21 Mart 2015 Cumartesi

BARAKA KENT


Yokuş aşağı tahta köprüyü yürüdükten sonra  harika bir boğaz manzarası ve yemyeşil ağaçların yaydığı  buram buram huzuru kokluyorum derinden. Kahverengi demir korkuluklardan destek alarak izlediğim  bu muhteşem görüntüyü beynime kazımakla meşgulüm... İri dalgalı saçlarımın her tutamı  bu ılık hava akımına kendini teslim etmiş, uyum içinde..
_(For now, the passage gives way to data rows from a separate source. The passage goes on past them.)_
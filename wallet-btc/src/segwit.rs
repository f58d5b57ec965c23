//! Segwit address encoding per BIP173 (Bech32, v0) and BIP350 (Bech32m, v1+).

use bech32::{primitives::decode::SegwitHrpstringError, Fe32, Hrp};
use thiserror::Error;

#[derive(Clone, Debug, Eq, PartialEq, Error)]
pub enum SegwitError {
    #[error("invalid bech32 string")]
    InvalidEncoding,
    #[error("bech32 checksum mismatch")]
    InvalidChecksum,
    #[error("invalid witness program length")]
    InvalidLength,
    #[error("invalid witness version")]
    InvalidVersion,
}

/// Encode `(hrp, version, program)` as a segwit address. Version 0 uses the
/// Bech32 checksum, versions 1+ use Bech32m. The program must be 20 or 32
/// bytes for v0; 2..=40 bytes otherwise.
pub fn encode(hrp: &str, version: u8, program: &[u8]) -> Result<String, SegwitError> {
    if version > 16 {
        return Err(SegwitError::InvalidVersion);
    }
    if version == 0 && program.len() != 20 && program.len() != 32 {
        return Err(SegwitError::InvalidLength);
    }
    if program.len() < 2 || program.len() > 40 {
        return Err(SegwitError::InvalidLength);
    }

    let hrp = Hrp::parse(hrp).map_err(|_| SegwitError::InvalidEncoding)?;
    let version = Fe32::try_from(version).map_err(|_| SegwitError::InvalidVersion)?;
    bech32::segwit::encode(hrp, version, program).map_err(|_| SegwitError::InvalidEncoding)
}

/// Decode a segwit address into `(hrp, version, program)`, verifying the
/// checksum variant required by the witness version.
pub fn decode(address: &str) -> Result<(String, u8, Vec<u8>), SegwitError> {
    let (hrp, version, program) = bech32::segwit::decode(address)
        .map_err(|err| classify(&err.0))?;
    Ok((hrp.to_string().to_lowercase(), version.to_u8(), program))
}

fn classify(err: &SegwitHrpstringError) -> SegwitError {
    match err {
        SegwitHrpstringError::Checksum(_) => SegwitError::InvalidChecksum,
        SegwitHrpstringError::WitnessLength(_) => SegwitError::InvalidLength,
        SegwitHrpstringError::NoData => SegwitError::InvalidLength,
        SegwitHrpstringError::InvalidWitnessVersion(_) => SegwitError::InvalidVersion,
        _ => SegwitError::InvalidEncoding,
    }
}

#[cfg(test)]
mod test {
    use super::*;

    #[test]
    fn bip173_v0_vector() {
        // BIP173 reference P2WPKH address.
        let program = hex::decode("751e76e8199196d454941c45d1b3a323f1433bd6").unwrap();
        let addr = encode("bc", 0, &program).unwrap();
        assert_eq!(addr, "bc1qw508d6qejxtdg4y5r3zarvary0c5xw7kv8f3t4");

        let (hrp, version, program2) = decode(&addr).unwrap();
        assert_eq!(hrp, "bc");
        assert_eq!(version, 0);
        assert_eq!(program2, program);
    }

    #[test]
    fn bip350_v1_vector() {
        // BIP350 reference Bech32m address (v1, 32-byte program).
        let program = hex::decode(
            "79be667ef9dcbbac55a06295ce870b07029bfcdb2dce28d959f2815b16f81798",
        )
        .unwrap();
        let addr = encode("bc", 1, &program).unwrap();
        assert_eq!(
            addr,
            "bc1pw508d6qejxtdg4y5r3zarvary0c5xw7kw508d6qejxtdg4y5r3zarvary0c5xw7kt5nd6y",
        );

        let (_, version, program2) = decode(&addr).unwrap();
        assert_eq!(version, 1);
        assert_eq!(program2, program);
    }

    #[test]
    fn v0_program_length_is_restricted() {
        assert_eq!(encode("bc", 0, &[0u8; 25]), Err(SegwitError::InvalidLength));
        assert!(encode("bc", 0, &[0u8; 20]).is_ok());
        assert!(encode("bc", 0, &[0u8; 32]).is_ok());
    }

    #[test]
    fn v0_must_use_bech32_checksum() {
        // BIP350 test vector: a v0 program encoded with the Bech32m checksum
        // must be rejected.
        let err = decode("bc1qw508d6qejxtdg4y5r3zarvary0c5xw7kemeawh").unwrap_err();
        assert!(matches!(
            err,
            SegwitError::InvalidChecksum | SegwitError::InvalidEncoding
        ));
    }

    #[test]
    fn mutated_character_fails_checksum() {
        let err = decode("bc1qw508d6qejxtdg4y5r3zarvary0c5xw7kv8f3t5").unwrap_err();
        assert!(matches!(
            err,
            SegwitError::InvalidChecksum | SegwitError::InvalidEncoding
        ));
    }

    #[test]
    fn testnet_hrp_roundtrip() {
        let program = hex::decode("751e76e8199196d454941c45d1b3a323f1433bd6").unwrap();
        let addr = encode("tb", 0, &program).unwrap();
        let (hrp, _, _) = decode(&addr).unwrap();
        assert_eq!(hrp, "tb");
    }
}
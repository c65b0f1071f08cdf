//! Schema command implementation.

use sitepack_config::BuildConfig;

use crate::error::Result;

/// Print the JSON Schema of [`BuildConfig`], for editor completion of
/// `sitepack.json` files.
pub fn execute() -> Result<()> {
    let schema = schemars::schema_for!(BuildConfig);
    println!("{}", serde_json::to_string_pretty(&schema)?);
    Ok(())
}
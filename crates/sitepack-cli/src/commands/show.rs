//! Show command implementation.

use crate::cli::{SerializationFormat, ShowArgs};
use crate::commands::Context;
use crate::error::Result;

/// Print the resolved configuration to stdout.
pub fn execute(ctx: &Context, args: ShowArgs) -> Result<()> {
    let rendered = match args.format {
        SerializationFormat::Json => ctx.config.to_json_pretty()?,
        SerializationFormat::Toml => ctx.config.to_toml_string()?,
    };

    println!("{}", rendered.trim_end());
    Ok(())
}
Tam gözlerimi kaçırdığım sırada bir manzara takılıyor göz bebeklerime. Gördüğüm resme doğru koşarcasına yürüyorum . Her  bir dalından patlamış  binlerce pembe çiçekleri olan kimbilir kaç kök sarmaşıklarla kaplı minik bir baraka şehriyle karşı karşıyayım..  Barakanın içinde  tahta sedirler, üstüne  gelişi güzel bırakılmış her biri  pazen kumaşlardan dikilmiş  kırlentlerle süslenmiş. Ön tarafında dikdörtgen tahta masalar üstünde, taze kır çiçekleri ve burada keyifle kitap okuyan insanlar.. Demir mavi çaydanlıkların oturtulduğu buharı birbirine karışan mangallarda pişen tadına doyulmaz çaylar her masanın kendi kullanımında. İşte böyle mis gibi çay ve çiçek kokuları eşliğinde sakin huzur mutluluk dolu bu alanı, siz de deneyimlemek ister miydiniz ?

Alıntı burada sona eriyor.